Usually, embryos are created using the sperm of one man and the egg of one woman. The sperm contains nuclear DNA and the egg contains both nuclear and mitochondrial DNA. Some women, however, have diseased mitochondrial DNA. If these women reproduce, they could pass their mitochondrial disease along to their children. This could mean serious health problems for these children including neurodegenerative disease, stroke-like episodes, blindness, and muscular dystrophy. To avoid the birth of children with these types of mitochondrial diseases, scientists want to replace the woman’s unhealthy mitochondrial DNA with healthy mitochondrial DNA from an egg donor, and then create a healthy embryo using IVF. The donated mitochondrial DNA would be passed on to the children, and the children’s children, and so on for generations. This vertical transmission of mitochondrial DNA from one generation to the next has given rise to the debate about the ethics of heritable genetic modification.

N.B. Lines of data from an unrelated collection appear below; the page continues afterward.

//! Document and operation core for a nested rich-text editor.
//!
//! The tree is made of [`node::Node`]s (elements and text leaves), addressed
//! by [`path::Path`]s. Every mutation is an [`operation::Operation`] applied
//! through [`editor::Editor::apply`], which re-points the selection,
//! annotations and live refs, and then runs the normalization engine over
//! the paths the operation dirtied.

use smartstring::{
  LazyCompact,
  SmartString,
};

pub mod config;
pub mod editor;
pub mod history;
pub mod node;
pub mod normalize;
pub mod operation;
pub mod path;
pub mod point;
pub mod range;
pub mod refs;
pub mod schema;
pub mod transforms;
pub mod value;

pub type Tendril = SmartString<LazyCompact>;

pub use editor::{
  Change,
  Editor,
};
pub use node::{
  Element,
  Node,
  Properties,
  Text,
};
pub use operation::Operation;
pub use path::{
  Affinity,
  Path,
};
pub use point::Point;
pub use range::{
  Range,
  RangeAffinity,
};
pub use value::Value;
//! Cursor locations inside text leaves.

use std::cmp::Ordering;

use serde::{
  Deserialize,
  Serialize,
};

use crate::{
  operation::Operation,
  path::{
    Affinity,
    Path,
  },
};

/// A position inside the text leaf at `path`, `offset` chars from its start.
#[derive(Debug, Clone, Default, PartialEq, Eq, Hash, Serialize, Deserialize)]
pub struct Point {
  pub path:   Path,
  pub offset: usize,
}

impl Point {
  pub fn new(path: impl Into<Path>, offset: usize) -> Self {
    Self {
      path: path.into(),
      offset,
    }
  }

  pub fn compare(&self, other: &Point) -> Ordering {
    match self.path.compare(&other.path) {
      Ordering::Equal => self.offset.cmp(&other.offset),
      ordering => ordering,
    }
  }

  pub fn is_before(&self, other: &Point) -> bool {
    self.compare(other) == Ordering::Less
  }

  pub fn is_after(&self, other: &Point) -> bool {
    self.compare(other) == Ordering::Greater
  }

  /// Carry the point across `op`. Returns `None` when the leaf it was in
  /// was removed, or when it sits exactly on a split seam and `affinity` is
  /// `None`.
  pub fn transform(&self, op: &Operation, affinity: Option<Affinity>) -> Option<Point> {
    let mut point = self.clone();

    match op {
      Operation::InsertNode { .. } | Operation::MoveNode { .. } => {
        point.path = self.path.transform(op, affinity)?;
      },
      Operation::InsertText { path, offset, text } => {
        if *path == self.path
          && (*offset < self.offset
            || (*offset == self.offset && affinity == Some(Affinity::Forward)))
        {
          point.offset += text.chars().count();
        }
      },
      Operation::RemoveText { path, offset, text } => {
        if *path == self.path && *offset <= self.offset {
          point.offset -= (self.offset - offset).min(text.chars().count());
        }
      },
      Operation::MergeNode { path, position, .. } => {
        if *path == self.path {
          point.offset += position;
        }
        point.path = self.path.transform(op, affinity)?;
      },
      Operation::RemoveNode { path, .. } => {
        if path.is_common(&self.path) {
          return None;
        }
        point.path = self.path.transform(op, affinity)?;
      },
      Operation::SplitNode { path, position, .. } => {
        if *path == self.path {
          if *position == self.offset && affinity.is_none() {
            return None;
          }
          if *position < self.offset
            || (*position == self.offset && affinity == Some(Affinity::Forward))
          {
            point.offset -= position;
            point.path = self.path.transform(op, Some(Affinity::Forward))?;
          }
        } else {
          point.path = self.path.transform(op, affinity)?;
        }
      },
      _ => {},
    }

    Some(point)
  }
}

In the wake of the House of Commons historic vote (382 to 128 in favour of amending the Human Fertilisation and Embryology Act), Gillian Lockwood, the medical director of the Midland fertility clinic, maintains there is a need to educate those who still “have anxieties” about mitochondrial replacement technology. This is an interesting perspective given that for the past several years the UK public has had plenty of education (some would say indoctrination) by scientific and government organizations about the “need” for this technology so that families can have healthy genetically-related children free of mitochondrial disease.

"Ragged red fibres - gtc - very high mag" by Nephron

“Ragged red fibres – gtc – very high mag” by Nephron

To put this “need” in perspective, recent calculations suggest that mitochondrial replacement could benefit about 150 births per year in the UK. This would be the case if all women at risk of having a child with mitochondrial disease chose to reproduce using mitochondrial replacement and IVF. Quite clearly, however, it is highly unlikely that this number of women would choose to reproduce in this way – because of the risks to themselves and their potential offspring, as well as the costs involved.

First, women with mitochondrial disease who become pregnant are at increased risk of pregnancy complications including gestational diabetes, pre-eclampsia, and preterm delivery. Second, the short- and long-term risks to children born after mitochondrial replacement are unknown and may take years to identify. This is especially so as this new technology will be offered as a therapy, outside the context of a clinical trial where careful long-term follow-up to identify and deal with unintended consequences could be mandated. Third, mitochondrial replacement and IVF are not cheap. At this time, the cost of mitochondrial replacement is unknown. The cost of one IVF cycle is between £4000 and £8000, and a woman might need as many as four IVF cycles to become pregnant (the success rate of IVF in the UK is estimated at 25% per cycle). For these and other reasons, some women might take their chances with natural reproduction, some women might chose IVF with donated eggs, some women might choose adoption or foster care, and some women might remain child-free.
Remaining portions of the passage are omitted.